Re: pattern matching
by halley (Prior) on Jul 18, 2005 at 17:16 UTC
    If your start marker and your end marker are always on separate lines (which isn't always a good assumption or design for HTML-alikes), then the flip-flop can be useful:
    while (<>) { push(@array, $_) if /one/ .. /two/; do_something() if /two/; }

    --
    [ e d @ h a l l e y . c c ]

Re: pattern matching
by JediWizard (Deacon) on Jul 18, 2005 at 17:18 UTC

    First: It is really not recomended to use regex to parse htlm (tends to turn into a nightmare).

    Second: You need to use the s modifier on your regex in order to make . match the newline character.

    Third: using .+ is greedy, and will match from the first <!-- Start_of_revision--> to the last <!-- End_of_revision--> (which I am sure is not what you want).

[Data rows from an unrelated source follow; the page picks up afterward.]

#[cfg(test)]
mod tests {
    use super::*;
    use crate::filter::ConnectionFilter;

    // ==========================================================================
    // MULTI-SELECT TESTS
    // ==========================================================================

    #[test]
    fn test_multiselect_starts_at_all() {
        let s = MultiSelect::new();
        assert!(s.is_all());
        assert_eq!(s.query_value(), None);
    }

    #[test]
    fn test_concrete_choice_drops_sentinel() {
        let mut s = MultiSelect::new();
        s.select("web01");
        s.select("web02");
        s.select("web01");
        assert!(!s.is_all());
        assert_eq!(s.values(), &["web01".to_string(), "web02".to_string()]);
        assert_eq!(s.query_value().as_deref(), Some("web01,web02"));
    }

    #[test]
    fn test_choosing_all_clears_others() {
        let mut s = MultiSelect::new();
        s.select("web01");
        s.select(SENTINEL);
        assert!(s.is_all());
        assert_eq!(s.values().len(), 1);
    }

    #[test]
    fn test_clearing_last_value_reverts_to_all() {
        let mut s = MultiSelect::new();
        s.select("web01");
        s.deselect("web01");
        assert!(s.is_all());
    }

    #[test]
    fn test_widget_change_events() {
        let mut s = MultiSelect::new();

        // concrete option added alongside the pre-selected "all"
        s.apply_change(&["all", "80"]);
        assert_eq!(s.query_value().as_deref(), Some("80"));

        // "all" picked while concrete values are selected
        s.apply_change(&["80", "all"]);
        assert!(s.is_all());

        s.apply_change(&["443", "22"]);
        assert_eq!(s.query_value().as_deref(), Some("443,22"));

        // everything deselected
        s.apply_change::<&str>(&[]);
        assert!(s.is_all());
    }

    #[test]
    fn test_single_select_sentinel() {
        let mut s = SingleSelect::default();
        s.set("10.0.0.1");
        assert_eq!(s.value(), Some("10.0.0.1"));
        s.set("all");
        assert_eq!(s.value(), None);
        s.set("  ");
        assert_eq!(s.value(), None);
    }

    // ==========================================================================
    // QUERY RENDERING TESTS
    // ==========================================================================

    #[test]
    fn test_default_state_sends_no_filters() {
        let state = FilterState::default();
        assert_eq!(state.stats_query(), "");
        assert_eq!(state.listing_query(), "page=1&limit=10");
    }

    #[test]
    fn test_query_matches_server_side_parsing() {
        let mut state = FilterState::default();
        state.servers.select("A");
        state.servers.select("B");
        state.ports.select("80");
        state.remote_ip.set("1.1.1.1");
        state.date_from = Some("2024-01-01".to_string());

        assert_eq!(
            state.stats_query(),
            "servers=A%2CB&remoteIp=1.1.1.1&ports=80&dateFrom=2024-01-01"
        );

        let via_string = ConnectionFilter::from_query(&RawQuery::parse(&state.listing_query()).unwrap()).unwrap();
        let via_fields = ConnectionFilter::from_query(&state.to_raw_query()).unwrap();
        assert_eq!(via_string, via_fields);
        assert_eq!(via_fields.servers, vec!["A", "B"]);
        assert_eq!(via_fields.ports, vec![80]);
    }

    // ==========================================================================
    // REFRESH CYCLE TESTS
    // ==========================================================================

    #[test]
    fn test_initial_load_reaches_ready_after_both_parts() {
        let mut d = Dashboard::new();
        assert_eq!(d.phase(), &Phase::Loading);
        assert!(d.update(|f| f.servers.select("A")).is_none());

        let t = d.vocabulary_loaded();
        assert_eq!(d.settle(t, Part::Stats, Ok(())), Outcome::Apply);
        assert_eq!(d.phase(), &Phase::Loading);
        assert_eq!(d.settle(t, Part::Listing, Ok(())), Outcome::Apply);
        assert_eq!(d.phase(), &Phase::Ready);
    }

    #[test]
    fn test_vocabulary_failure_is_terminal() {
        let mut d = Dashboard::new();
        d.vocabulary_failed("connection refused");
        assert_eq!(d.phase(), &Phase::Error("connection refused".to_string()));
        assert!(d.go_to_page(2).is_none());
    }

    #[test]
    fn test_stale_responses_are_dropped() {
        let mut d = Dashboard::new();
        let t0 = d.vocabulary_loaded();
        d.settle(t0, Part::Listing, Ok(()));
        d.settle(t0, Part::Stats, Ok(()));

        let t1 = d.update(|f| f.servers.select("A")).unwrap();
        let t2 = d.update(|f| f.servers.select("B")).unwrap();
        assert_eq!(d.phase(), &Phase::Filtering);

        // the superseded refresh answers late
        assert_eq!(d.settle(t1, Part::Listing, Ok(())), Outcome::Stale);
        assert_eq!(d.settle(t1, Part::Stats, Ok(())), Outcome::Stale);
        assert_eq!(d.phase(), &Phase::Filtering);

        assert_eq!(d.settle(t2, Part::Listing, Ok(())), Outcome::Apply);
        assert_eq!(d.settle(t2, Part::Stats, Ok(())), Outcome::Apply);
        assert_eq!(d.phase(), &Phase::Ready);
    }

    #[test]
    fn test_partial_failure_keeps_previous_and_finishes() {
        let mut d = Dashboard::new();
        let t0 = d.vocabulary_loaded();
        d.settle(t0, Part::Listing, Ok(()));
        d.settle(t0, Part::Stats, Ok(()));

        let t = d.update(|f| f.ports.select("443")).unwrap();
        assert_eq!(d.settle(t, Part::Stats, Err("500".to_string())), Outcome::Keep);
        assert_eq!(d.settle(t, Part::Listing, Ok(())), Outcome::Apply);
        assert_eq!(d.phase(), &Phase::Ready);
    }

    #[test]
    fn test_filter_change_resets_page() {
        let mut d = Dashboard::new();
        let t0 = d.vocabulary_loaded();
        d.settle(t0, Part::Listing, Ok(()));
        d.settle(t0, Part::Stats, Ok(()));

        d.go_to_page(3).unwrap();
        assert_eq!(d.filters().page, 3);

        d.update(|f| f.local_ip.set("10.0.0.1")).unwrap();
        assert_eq!(d.filters().page, 1);
    }
}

    Forth: The code below is untested

    @revision_array=(); my $start = qr/<!-- Start_of_revision-->/; my $end = qr/<!-- Start_of_revision-->/; if (m/$start((?:(?!$end).)+)$end/msg) { push (@revision_array, $1); }

    Update: And to get all of them, that if should be a while


    They say that time changes things, but you actually have to change them yourself.

    —Andy Warhol

Re: pattern matching
by cmeyer (Pilgrim) on Jul 18, 2005 at 17:48 UTC

    While the other solutions offered work on a file that is already entirely slurped into memory, it is possible to combine the flip flop operator (".." in scalar context) with line oriented file processing. You could try something like:

    my ( @revision_array, @current_revision); while (<DATA>) { my $status; if ( $status = /<!-- Start_of_revision-->/ .. /<!-- End_of_revision- +->/ and $status != 1 and $status !~ /E/ ) { push @current_revision, $_; } if ( $status =~ /E/ ) { push @revision_array, join '', @current_revision; undef @current_revision; } } my $count; for my $revision (@revision_array) { print 'revision ', ++$count, ": \n$revision\n"; } __DATA__ <head>somthing</head> <!-- Start_of_revision--> some revised text <!-- End_of_revision--> some other regular tags and stuff <br> <!-- Start_of_revision--> another revision <!-- End_of_revision--> the rest of the document

    That obscure line about testing $status to see if it contains the letter 'E' is to detect the state change from "inside the matching area" to "outside the matching area".

    For more information, see 'perldoc perlop'. Search for "Range Operators", and pay attention to the paragraphs about scalar context. If you are crazy, and enjoy using OO beyond its range of usefulness, then you might like Bit::FlipFlop.

    -Colin.

    WHITEPAGES.COM | INC

Re: pattern matching
by mvaline (Friar) on Jul 18, 2005 at 17:26 UTC
    It looks to me like you're trying to re-invent a source-code control system. If you really want to track revisions, you could do so without cluttering up your HTML documents by using a real system like CVS.